The deal reportedly provoked strong reactions in Washington. U.S. Treasury Secretary Scott Bessent publicly criticized the agreement, reflecting broader unease within the U.S. administration. Observers argue that the deal undermines long-standing American efforts to maintain post–World War II economic and strategic dominance. Trump’s confrontational trade posture, combined with threats of tariffs and coercive diplomacy—including controversial remarks concerning Greenland—has further alienated traditional allies and accelerated counter-balancing efforts, particularly within Europe.

Despite these tensions, India has maintained stable diplomatic relations with the United States while preserving its strategic partnership with Russia. Between August and November, India continued purchasing Russian oil despite aggressive tariff threats, yet refrained from endorsing or supporting U.S. coercive actions against third countries. This calibrated diplomacy has allowed India to expand its strategic autonomy.

In this context, the growing convergence between India and the EU represents more than a trade arrangement; it signals a structural challenge to the unilateral dominance of the U.S. dollar. Since the end of World War II, the dollar has functioned as a central instrument of global economic influence, largely because international trade, energy markets, and military expenditures have been denominated in dollars.
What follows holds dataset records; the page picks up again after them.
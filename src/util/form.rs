//! Required-field form validation.
//!
//! Purely local and synchronous: values are trimmed, empty ones get an
//! error flag and non-empty ones a success flag, and a form is valid when
//! every required value is non-empty. The DOM layer maps flags to visual
//! classes; nothing here touches the document.

#[cfg(test)]
#[path = "form_test.rs"]
mod form_test;

/// Visual validation state for a single required field.
#[derive(Clone, Copy, Debug, PartialEq, Eq)]
pub enum FieldState {
    Success,
    Error,
}

impl FieldState {
    /// CSS modifier class for the field wrapper.
    #[must_use]
    pub fn css_class(self) -> &'static str {
        match self {
            FieldState::Success => "field--success",
            FieldState::Error => "field--error",
        }
    }
}

/// Flag a single required value: whitespace-only counts as empty.
#[must_use]
pub fn field_state(value: &str) -> FieldState {
    if value.trim().is_empty() {
        FieldState::Error
    } else {
        FieldState::Success
    }
}

/// Whether every required value is non-empty after trimming.
pub fn validate<'a>(values: impl IntoIterator<Item = &'a str>) -> bool {
    values
        .into_iter()
        .all(|value| field_state(value) == FieldState::Success)
}

/// Class fragment for a field that may not have been validated yet.
#[must_use]
pub fn state_class(state: Option<FieldState>) -> &'static str {
    state.map_or("", FieldState::css_class)
}
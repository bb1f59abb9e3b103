//! Site header: brand, navigation links, and the theme toggle.

use leptos::prelude::*;
use leptos_router::hooks::use_location;

use crate::state::ui::UiState;
use crate::util::nav::{NAV_LINKS, is_active};
use crate::util::theme;

/// Header shown on every page.
///
/// The link matching the current path exactly is marked active; the theme
/// toggle shows the mode it would switch to and persists each choice.
#[component]
pub fn NavHeader() -> impl IntoView {
    let ui = expect_context::<RwSignal<UiState>>();
    let location = use_location();
    let pathname = location.pathname;

    let on_toggle_theme = move |_| {
        let next = theme::toggle(ui.get().theme);
        ui.update(|u| u.theme = next);
    };

    let on_toggle_menu = move |_| ui.update(|u| u.menu_open = !u.menu_open);

    let links_class = move || {
        if ui.get().menu_open {
            "nav__links nav__links--open"
        } else {
            "nav__links"
        }
    };

    view! {
        <header class="nav">
            <a class="nav__brand" href="/">
                "HealthCore"
            </a>

            <button class="nav__menu-toggle" aria-label="Toggle navigation menu" on:click=on_toggle_menu>
                "☰"
            </button>

            <nav class=links_class>
                {NAV_LINKS
                    .iter()
                    .map(|(path, label)| {
                        let path = *path;
                        let class = move || {
                            if is_active(path, &pathname.get()) {
                                "nav__link nav__link--active"
                            } else {
                                "nav__link"
                            }
                        };
                        view! {
                            <a class=class href=path>
                                {*label}
                            </a>
                        }
                    })
                    .collect::<Vec<_>>()}

                <button
                    class="nav__theme-toggle"
                    on:click=on_toggle_theme
                    title=move || ui.get().theme.toggle_label()
                >
                    {move || ui.get().theme.toggle_glyph()}
                </button>
            </nav>
        </header>
    }
}
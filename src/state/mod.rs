//! Shared client-side state modules.
//!
//! DESIGN
//! ======
//! State is split by domain (`ui`, `notices`) so individual components can
//! depend on small focused models. Everything here is plain data; signals
//! wrap these types at the `App` level.

pub mod notices;
pub mod ui;
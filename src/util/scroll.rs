//! Smooth scrolling for same-page anchor links.
//!
//! Activating an anchor whose href is a bare fragment cancels the default
//! jump and animates the viewport to the target element instead. Unknown
//! fragments and missing targets are no-ops.

#[cfg(test)]
#[path = "scroll_test.rs"]
mod scroll_test;

/// Extract the fragment from a same-page anchor href. Only bare `#...`
/// hrefs qualify; path or external hrefs return `None` so normal
/// navigation proceeds.
#[must_use]
pub fn fragment_from_href(href: &str) -> Option<&str> {
    let fragment = href.strip_prefix('#')?;
    if fragment.is_empty() { None } else { Some(fragment) }
}

/// Smooth-scroll the element with id `fragment` into view.
pub fn scroll_to_fragment(fragment: &str) {
    #[cfg(feature = "csr")]
    {
        let Some(doc) = web_sys::window().and_then(|w| w.document()) else {
            return;
        };
        if let Some(target) = doc.get_element_by_id(fragment) {
            let options = web_sys::ScrollIntoViewOptions::new();
            options.set_behavior(web_sys::ScrollBehavior::Smooth);
            target.scroll_into_view_with_scroll_into_view_options(&options);
        }
    }
    #[cfg(not(feature = "csr"))]
    {
        let _ = fragment;
    }
}
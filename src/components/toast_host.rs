//! Toast notification rendering and lifecycle.
//!
//! ARCHITECTURE
//! ============
//! `state::notices` owns the list; this host owns the timing. Each toast
//! schedules its entrance on a near-zero timeout so the CSS transition
//! runs, then an auto-dismiss timer starts the exit transition and finally
//! removes the notice. The auto-dismiss handle is held per toast so a
//! manual dismiss cancels it; the idempotent `dismiss` keeps the remaining
//! fire-and-forget removal timers harmless.

#[cfg(test)]
#[path = "toast_host_test.rs"]
mod toast_host_test;

use leptos::prelude::*;

use crate::state::notices::{Notice, NoticesState, Severity};

#[cfg(feature = "csr")]
use gloo_timers::callback::Timeout;
#[cfg(feature = "csr")]
use std::cell::RefCell;
#[cfg(feature = "csr")]
use std::rc::Rc;
#[cfg(feature = "csr")]
use uuid::Uuid;

/// Delay before the entrance transition class is applied.
pub const ENTER_TICK_MS: u32 = 16;

/// Duration of the exit transition before removal.
pub const EXIT_TRANSITION_MS: u32 = 300;

/// Full class list for a toast in the given lifecycle phase.
#[must_use]
pub fn toast_class(severity: Severity, entered: bool, leaving: bool) -> String {
    let mut class = format!("toast {}", severity.css_class());
    if entered && !leaving {
        class.push_str(" toast--visible");
    }
    class
}

/// Fixed-anchor stack rendering every live notice.
#[component]
pub fn ToastHost() -> impl IntoView {
    let notices = expect_context::<RwSignal<NoticesState>>();

    view! {
        <div class="toast-stack">
            <For each=move || notices.get().items key=|notice| notice.id let:notice>
                <ToastItem notice=notice/>
            </For>
        </div>
    }
}

#[cfg(feature = "csr")]
fn schedule_removal(notices: RwSignal<NoticesState>, id: Uuid) {
    notices.update(|state| state.mark_leaving(id));
    Timeout::new(EXIT_TRANSITION_MS, move || {
        notices.update(|state| state.dismiss(id));
    })
    .forget();
}

/// One banner. Owns its entrance tick and its cancellable auto-dismiss
/// timer; the dismiss affordance removes the notice early.
#[component]
fn ToastItem(notice: Notice) -> impl IntoView {
    let notices = expect_context::<RwSignal<NoticesState>>();
    let id = notice.id;
    let severity = notice.severity;

    let entered = RwSignal::new(false);
    let leaving = move || notices.with(|state| state.items.iter().any(|n| n.id == id && n.leaving));

    #[cfg(feature = "csr")]
    let pending: Rc<RefCell<Option<Timeout>>> = Rc::new(RefCell::new(None));

    #[cfg(feature = "csr")]
    {
        Timeout::new(ENTER_TICK_MS, move || entered.set(true)).forget();
        let auto = Timeout::new(notice.duration_ms, move || {
            schedule_removal(notices, id);
        });
        *pending.borrow_mut() = Some(auto);
    }

    let on_dismiss = {
        #[cfg(feature = "csr")]
        {
            let pending = Rc::clone(&pending);
            move |_| {
                drop(pending.borrow_mut().take());
                schedule_removal(notices, id);
            }
        }
        #[cfg(not(feature = "csr"))]
        {
            move |_| notices.update(|state| state.dismiss(id))
        }
    };

    view! {
        <div class=move || toast_class(severity, entered.get(), leaving()) role="status" aria-live="polite">
            <span class="toast__message">{notice.message.clone()}</span>
            <button class="toast__dismiss" aria-label="Dismiss notification" on:click=on_dismiss>
                "×"
            </button>
        </div>
    }
}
Initially anchored to gold, the dollar’s global role was formalized by the 1944 Bretton Woods Agreement, which replaced the British pound sterling as the world’s primary reserve currency. At the time, the United States controlled nearly two-thirds of global monetary gold. Although the gold standard ended with the 1971 “Nixon Shock,” the dollar retained its dominance through the establishment of the petrodollar system in the mid-1970s, under which oil exports—particularly from the Gulf—were priced in dollars.

Today, that dominance is increasingly questioned. De-dollarization—defined as a gradual reduction in the use of the U.S. dollar in global trade and finance—has become a serious topic of discussion among investors, corporations, and policymakers. While the dollar still accounts for slightly over 60 percent of global trade settlements, the euro holds roughly 20 percent, with scope for expansion.

Western analysts argue that the EU, responding to Trump-era unilateralism, is deliberately working to elevate the euro’s international role. The India–EU trade agreement fits squarely within this strategy. Under evolving trade understandings, EU member states are expected to purchase petroleum products refined in India, potentially settled in euros. This development, combined with the India–Middle East–Europe Economic Corridor (IMEEC), could significantly weaken the structural foundations of the petrodollar system.

In 2023, Germany, France, Italy, and other G-20 countries endorsed the IMEEC framework, linking Gulf economies with Europe through India. This corridor creates opportunities for deeper financial integration between the euro and energy-rich Gulf states. Should oil transactions increasingly shift to euro settlement, the global relevance of the petrodollar would erode, prompting many countries to reassess their U.S. dollar reserves. India is widely viewed as a leading participant in this transition. Parallel discussions on strengthening links between gold and major currencies—particularly the euro—further reinforce this trend.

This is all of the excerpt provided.